I don’t wish to support a view that Judaism is an “option” in the couple’s life among other “co-existing” or “competing” cultural expressions or life paths. While this approach might be the reality for a given couple, affirming that reality doesn’t align with my sense of rabbinic purpose.

Of course it is also entirely possible that couples may want co-officiation because they want to honor the traditions of both of their families and have not decided what they will ultimately do in terms of their home or family or children being Jewish. It seems clear to me that the main reason for the shift towards being more open to officiation is that rabbis have come to believe that rejection pushes interfaith couples away while officiation leads many to create Jewish homes, families and children. But that logic would equally apply to couples seeking co-officiation, who will be pushed away by rejection and drawn in by the rabbi’s participation.

As the survey report says, officiation and co-officiation issues continue to be important to rabbis – 34% said they would be interested in participating in clergy-only conversations led by InterfaithFamily to discuss those topics.

Variations on Inclusion

|

I loved Rabbi Deborah Waxman’s explanation of why the Reconstructionist movement  rebranded itself as “Reconstructing Judaism,” including her statement that “A critical path forward is shifting from a focus on ‘being’ Jewish – important but insufficient for providing substance and structure – to a focus on ‘doing’ Jewish.” That shift in focus is a fundamental basis of a radically inclusive approach to interfaith families, and it’s not surprising that Rabbi Waxman also says, “Let’s make sure our children can tell their non-Jewish friends, family members and life partners how Jewish organizations opened pathways to engagement.”

There’s been more ferment in the Conservative movement about intermarriage. In Jews Should Have Taught Our Children How To Intermarry, Philip Graubart, a Conservative rabbi who is now the “Chief Jewish Officer” at a day school in San Diego, relates that thirty years ago his father, also a Conservative rabbi, took the position that “we need to imbue young Jews with enough self-confidence and pride that even if (or, really when) they intermarry, they’ll insist on raising their kids as Jews.” Graubart says his father was correct:

None of the dating schemes or the refusals to officiate, or pushing away the non-Jewish spouses during bar-bat mitzvah ceremonies, or the sometimes complex conditions some rabbis put on intermarried couples — take these classes, perform these rituals, structure the ceremony in these ways, stand here during this ceremony, but not here; say this, but not this — made a dent in what we now recognize was inevitable. In a free and prosperous country, Jews are going to meet and marry non-Jews in large numbers, no matter we do.
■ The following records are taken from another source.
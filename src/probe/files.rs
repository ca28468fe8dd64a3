//! File existence probing within directory lists.
//!
//! Toolchain validation reduces to "does file X exist in any directory of
//! this PATH/INCLUDE/LIB list". Lists are semicolon-delimited strings as
//! captured from the environment; empty segments and nonexistent
//! directories simply fail to match. No probe ever raises an error.

use std::path::{Path, PathBuf};

/// Split a semicolon-delimited directory list, skipping empty segments.
pub fn split_list(list: &str) -> impl Iterator<Item = &str> {
    list.split(';').map(str::trim).filter(|s| !s.is_empty())
}

/// Whether `file` exists in any directory of `list`.
pub fn find_in_dirs(list: &str, file: &str) -> bool {
    find_dir_containing(list, file).is_some()
}

/// The first directory of `list` that contains `file`.
pub fn find_dir_containing(list: &str, file: &str) -> Option<PathBuf> {
    for dir in split_list(list) {
        let dir = Path::new(dir);
        if dir.join(file).is_file() {
            return Some(dir.to_path_buf());
        }
    }
    None
}

/// Resolve a tool's full path by iterating over PATH entries.
///
/// Returns the first match that exists. Does NOT use the `where` command;
/// its behavior varies across systems and its error handling is
/// inconsistent.
pub fn resolve_on_path(file: &str, path_list: &str) -> Option<PathBuf> {
    find_dir_containing(path_list, file).map(|dir| dir.join(file))
}
//! Dynamic instance enumeration via the external vswhere tool.
//!
//! Visual Studio 2017 and later no longer register fixed paths; instances
//! are enumerated by `vswhere.exe`, which ships at a well-known location
//! under Program Files. Its text output is a stream of `key: value` lines
//! where the display-name field terminates each record. An absent or
//! failing tool yields zero entries, never an error.

use std::collections::BTreeMap;
use std::path::{Path, PathBuf};
use std::process::Command;

use regex::Regex;

use crate::catalog;
use crate::enumerate::types::FoundInstallation;
use crate::probe::{run_with_timeout, TOOL_TIMEOUT};

/// One record parsed from the vswhere output stream.
#[derive(Debug, Default, Clone, PartialEq, Eq)]
struct Instance {
    instance_id: String,
    installation_path: String,
    installation_version: String,
    display_name: String,
}

/// Run the installed vswhere, asking for every instance including
/// prereleases. Returns the raw output stream, or `None` when the tool is
/// not installed or misbehaves.
pub fn run_vswhere<F>(env_fn: F) -> Option<String>
where
    F: Fn(&str) -> Result<String, std::env::VarError>,
{
    let binary = env_fn("ProgramFiles(x86)")
        .ok()
        .map(|dir| {
            Path::new(&dir)
                .join("Microsoft Visual Studio")
                .join("Installer")
                .join("vswhere.exe")
        })
        .filter(|path| path.is_file())
        .unwrap_or_else(|| PathBuf::from("vswhere.exe"));

    let mut command = Command::new(binary);
    command.args(["-all", "-prerelease", "-nologo"]);
    run_with_timeout(command, TOOL_TIMEOUT)
}

/// Scan vswhere output into `found`.
///
/// With `instance_keys`, each entry's key carries the unique instance id
/// (side-by-side installs of one version stay distinguishable); without
/// it, the key is just the major.minor version, collapsing multiple
/// instances since only one will be tested.
pub fn scan(
    output: Option<&str>,
    instance_keys: bool,
    found: &mut BTreeMap<String, FoundInstallation>,
) {
    let Some(output) = output else {
        tracing::debug!("vswhere not available, skipping dynamic enumeration");
        return;
    };

    let version_prefix = Regex::new(r"^(\d+)\.(\d+)").unwrap();

    for instance in parse_records(output) {
        let Some(captures) = version_prefix.captures(&instance.installation_version) else {
            tracing::debug!(
                "vswhere instance {}: unparseable version {:?}",
                instance.instance_id,
                instance.installation_version
            );
            continue;
        };
        let (major, minor) = (&captures[1], &captures[2]);

        let Some(package) = catalog::find_vswhere_family(major) else {
            tracing::debug!("vswhere instance {}: unknown generation {}", instance.instance_id, major);
            continue;
        };

        let setup_script = Path::new(&instance.installation_path)
            .join("VC")
            .join("Auxiliary")
            .join("Build")
            .join("vcvarsall.bat");
        if !setup_script.is_file() {
            tracing::debug!(
                "vswhere instance {}: {:?} missing",
                instance.instance_id,
                setup_script
            );
            continue;
        }

        let mut key = format!("VS{}.{}", major, minor);
        if instance_keys && !instance.instance_id.is_empty() {
            key = format!("{}-{}", key, instance.instance_id);
        }

        tracing::debug!("{}: found {} at {:?}", key, instance.display_name, setup_script);
        found.entry(key.clone()).or_insert(FoundInstallation {
            key,
            package,
            setup_script,
            name: instance.display_name,
            version: instance.installation_version,
            switch_overrides: Vec::new(),
        });
    }
}

/// Split the `key: value` stream into records; a display-name field ends
/// the record being accumulated. Unterminated trailing fields (a record
/// with no display name) are dropped.
fn parse_records(output: &str) -> Vec<Instance> {
    let mut records = Vec::new();
    let mut current = Instance::default();

    for line in output.lines() {
        let Some((field, value)) = line.split_once(':') else {
            continue;
        };
        let value = value.trim().to_string();
        match field.trim() {
            "instanceId" => current.instance_id = value,
            "installationPath" => current.installation_path = value,
            "installationVersion" => current.installation_version = value,
            "displayName" => {
                current.display_name = value;
                records.push(std::mem::take(&mut current));
            }
            _ => {}
        }
    }

    records
}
But Graubart says his father did not go far enough:

Rather than refusing to officiate at intermarriages, we should have insisted that we were exactly who these couples needed to sanctify their union, without conditions. At least then, Jewish spirituality would have had a voice and role in the most important day in the lives of a generation of young Jews (and many non-Jews). Instead of rejecting their most important and intimate decision, we could have helped them celebrate, and kept them close. But we pushed them away.
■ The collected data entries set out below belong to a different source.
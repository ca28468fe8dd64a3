//! Static catalog of Microsoft toolchain generations.
//!
//! Every toolchain family this tool can discover is described by a
//! [`CompilerPackage`] entry in [`CATALOG`]. Entries are plain read-only
//! records; discovery fills in the concrete details at enumeration time.
//! No two entries share a key.

use std::fmt;
use std::str::FromStr;

/// Target architecture of a compiler.
#[derive(Debug, Clone, Copy, PartialEq, Eq, PartialOrd, Ord, Hash)]
pub enum Arch {
    X86,
    X64,
}

impl Arch {
    /// Both supported architectures, x86 first.
    pub const ALL: [Arch; 2] = [Arch::X86, Arch::X64];

    pub fn as_str(&self) -> &'static str {
        match self {
            Arch::X86 => "x86",
            Arch::X64 => "x64",
        }
    }

    /// The complementary architecture.
    pub fn other(&self) -> Arch {
        match self {
            Arch::X86 => Arch::X64,
            Arch::X64 => Arch::X86,
        }
    }
}

impl fmt::Display for Arch {
    fn fmt(&self, f: &mut fmt::Formatter<'_>) -> fmt::Result {
        f.write_str(self.as_str())
    }
}

impl FromStr for Arch {
    type Err = String;

    fn from_str(s: &str) -> Result<Self, Self::Err> {
        match s.to_lowercase().as_str() {
            "x86" => Ok(Arch::X86),
            "x64" => Ok(Arch::X64),
            _ => Err(format!("unknown architecture: {} (expected x86 or x64)", s)),
        }
    }
}

/// Static descriptor of a toolchain family.
///
/// `key` identifies the generation ("VS14.0", "SDK7.1"). Visual Studio
/// generations up to 14.0 are found through their tools-root environment
/// variable and fixed registry paths; generations with `vswhere` set are
/// discovered dynamically through the external enumeration tool. SDK
/// entries carry the VC runtime generation they ship, so a version-number
/// preference token can match them.
#[derive(Debug)]
pub struct CompilerPackage {
    /// Identifying key, unique across the catalog.
    pub key: &'static str,
    /// Display name.
    pub name: &'static str,
    /// Architectures this generation can target.
    pub arches: &'static [Arch],
    /// Per-architecture switch passed to the setup script.
    pub switches: &'static [(Arch, &'static str)],
    /// Discovered via the external enumeration tool rather than fixed
    /// registry paths.
    pub vswhere: bool,
    /// VC runtime generation an SDK ships (None for VS entries, whose own
    /// version number identifies them).
    pub runtime_version: Option<&'static str>,
    /// Legacy tools-root environment variable ("VS140COMNTOOLS").
    pub tools_env: Option<&'static str>,
}

impl CompilerPackage {
    /// Whether this generation can target `arch`.
    pub fn supports(&self, arch: Arch) -> bool {
        self.arches.contains(&arch)
    }

    /// The catalog switch for `arch`, if any.
    pub fn switch_for(&self, arch: Arch) -> Option<&'static str> {
        self.switches
            .iter()
            .find(|(a, _)| *a == arch)
            .map(|(_, s)| *s)
    }

    /// The registry version component of a VS key ("VS14.0" -> "14.0").
    pub fn registry_version(&self) -> Option<&'static str> {
        self.key.strip_prefix("VS")
    }
}

/// The toolchain generations this tool knows about, newest first.
pub const CATALOG: &[CompilerPackage] = &[
    CompilerPackage {
        key: "VS17.0",
        name: "Visual Studio 2022",
        arches: &Arch::ALL,
        switches: &[(Arch::X86, "x86"), (Arch::X64, "x64")],
        vswhere: true,
        runtime_version: None,
        tools_env: None,
    },
    CompilerPackage {
        key: "VS16.0",
        name: "Visual Studio 2019",
        arches: &Arch::ALL,
        switches: &[(Arch::X86, "x86"), (Arch::X64, "x64")],
        vswhere: true,
        runtime_version: None,
        tools_env: None,
    },
    CompilerPackage {
        key: "VS15.0",
        name: "Visual Studio 2017",
        arches: &Arch::ALL,
        switches: &[(Arch::X86, "x86"), (Arch::X64, "x64")],
        vswhere: true,
        runtime_version: None,
        tools_env: None,
    },
    CompilerPackage {
        key: "VS14.0",
        name: "Visual Studio 2015",
        arches: &Arch::ALL,
        switches: &[(Arch::X86, "x86"), (Arch::X64, "amd64")],
        vswhere: false,
        runtime_version: None,
        tools_env: Some("VS140COMNTOOLS"),
    },
    CompilerPackage {
        key: "VS12.0",
        name: "Visual Studio 2013",
        arches: &Arch::ALL,
        switches: &[(Arch::X86, "x86"), (Arch::X64, "amd64")],
        vswhere: false,
        runtime_version: None,
        tools_env: Some("VS120COMNTOOLS"),
    },
    CompilerPackage {
        key: "VS11.0",
        name: "Visual Studio 2012",
        arches: &Arch::ALL,
        switches: &[(Arch::X86, "x86"), (Arch::X64, "amd64")],
        vswhere: false,
        runtime_version: None,
        tools_env: Some("VS110COMNTOOLS"),
    },
    CompilerPackage {
        key: "VS10.0",
        name: "Visual Studio 2010",
        arches: &Arch::ALL,
        switches: &[(Arch::X86, "x86"), (Arch::X64, "amd64")],
        vswhere: false,
        runtime_version: None,
        tools_env: Some("VS100COMNTOOLS"),
    },
    CompilerPackage {
        key: "VS9.0",
        name: "Visual Studio 2008",
        arches: &Arch::ALL,
        switches: &[(Arch::X86, "x86"), (Arch::X64, "amd64")],
        vswhere: false,
        runtime_version: None,
        tools_env: Some("VS90COMNTOOLS"),
    },
    CompilerPackage {
        key: "VS8.0",
        name: "Visual Studio 2005",
        arches: &Arch::ALL,
        switches: &[(Arch::X86, "x86"), (Arch::X64, "amd64")],
        vswhere: false,
        runtime_version: None,
        tools_env: Some("VS80COMNTOOLS"),
    },
    CompilerPackage {
        key: "VS7.1",
        name: "Visual Studio .NET 2003",
        arches: &[Arch::X86],
        switches: &[],
        vswhere: false,
        runtime_version: None,
        tools_env: Some("VS71COMNTOOLS"),
    },
    CompilerPackage {
        key: "VS7.0",
        name: "Visual Studio .NET 2002",
        arches: &[Arch::X86],
        switches: &[],
        vswhere: false,
        runtime_version: None,
        tools_env: Some("VS70COMNTOOLS"),
    },
    CompilerPackage {
        key: "SDK7.1",
        name: "Windows SDK 7.1",
        arches: &Arch::ALL,
        switches: &[(Arch::X86, "/x86"), (Arch::X64, "/x64")],
        vswhere: false,
        runtime_version: Some("10.0"),
        tools_env: None,
    },
    CompilerPackage {
        key: "SDK7.0",
        name: "Windows SDK 7.0",
        arches: &Arch::ALL,
        switches: &[(Arch::X86, "/x86"), (Arch::X64, "/x64")],
        vswhere: false,
        runtime_version: Some("9.0"),
        tools_env: None,
    },
    CompilerPackage {
        key: "SDK6.1",
        name: "Windows SDK 6.1",
        arches: &Arch::ALL,
        switches: &[(Arch::X86, "/x86"), (Arch::X64, "/x64")],
        vswhere: false,
        runtime_version: Some("9.0"),
        tools_env: None,
    },
    CompilerPackage {
        key: "SDK5.2",
        name: "Windows Server 2003 SP1 Platform SDK",
        arches: &Arch::ALL,
        switches: &[(Arch::X86, "/x86"), (Arch::X64, "/x64")],
        vswhere: false,
        runtime_version: None,
        tools_env: None,
    },
];

/// Stand-in descriptor for SDK versions found on the machine but absent
/// from the catalog. Recorded with an "assumed compatible" display name.
pub static GENERIC_SDK: CompilerPackage = CompilerPackage {
    key: "SDK",
    name: "Windows SDK",
    arches: &Arch::ALL,
    switches: &[(Arch::X86, "/x86"), (Arch::X64, "/x64")],
    vswhere: false,
    runtime_version: None,
    tools_env: None,
};

/// Look up a catalog entry by exact key.
pub fn find(key: &str) -> Option<&'static CompilerPackage> {
    CATALOG.iter().find(|p| p.key == key)
}

/// Look up the vswhere family entry for a major version ("17" -> VS17.0).
pub fn find_vswhere_family(major: &str) -> Option<&'static CompilerPackage> {
    let prefix = format!("VS{}.", major);
    CATALOG
        .iter()
        .find(|p| p.vswhere && p.key.starts_with(&prefix))
}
Graubart says the issue is larger than intermarriage – it is what to think about and how to live with those who are not Jewish. The attitudes that have “colored all our thinking about intermarriage” are that they “threaten us physically. Or they engage in non-Jewish practices which tempt us. Or, more subtly, they threaten our distinctive identity. They come too close, sometimes into the very walls of our synagogue, or on the bimah.” Graubart says things have changed, “non-Jews” (his term) are a crucial part of our Jewish community, and

[O]f course, many of the non-Jews now married to Jews take the lead in creating Jewish moments for their kids. Imagine what they would have done if, instead of rejecting them on the most important day of their lives, we embraced them. It’s probably time to start.

In the meantime, Josh Nathan-Kazis reported for the Forward that a little more than a year ago, a young Conservative rabbi discovered that the Conservative movement never officially adopted its ban on blessing intermarriages, that the movement’s response was to convene a secret commission, and that the Rabbinical Assembly (RA) (the association of Conservative rabbis) recently adopted the commission’s recommendation with “new language for the rules that reaffirm most of the ban on blessing intermarriages.” The RA has also had a rule that Conservative rabbis could not attend interfaith weddings; the commission apparently reported that the RA had not enforced that rule and suggested “the beginning of a process that could allow rabbis to attend them without sanction.”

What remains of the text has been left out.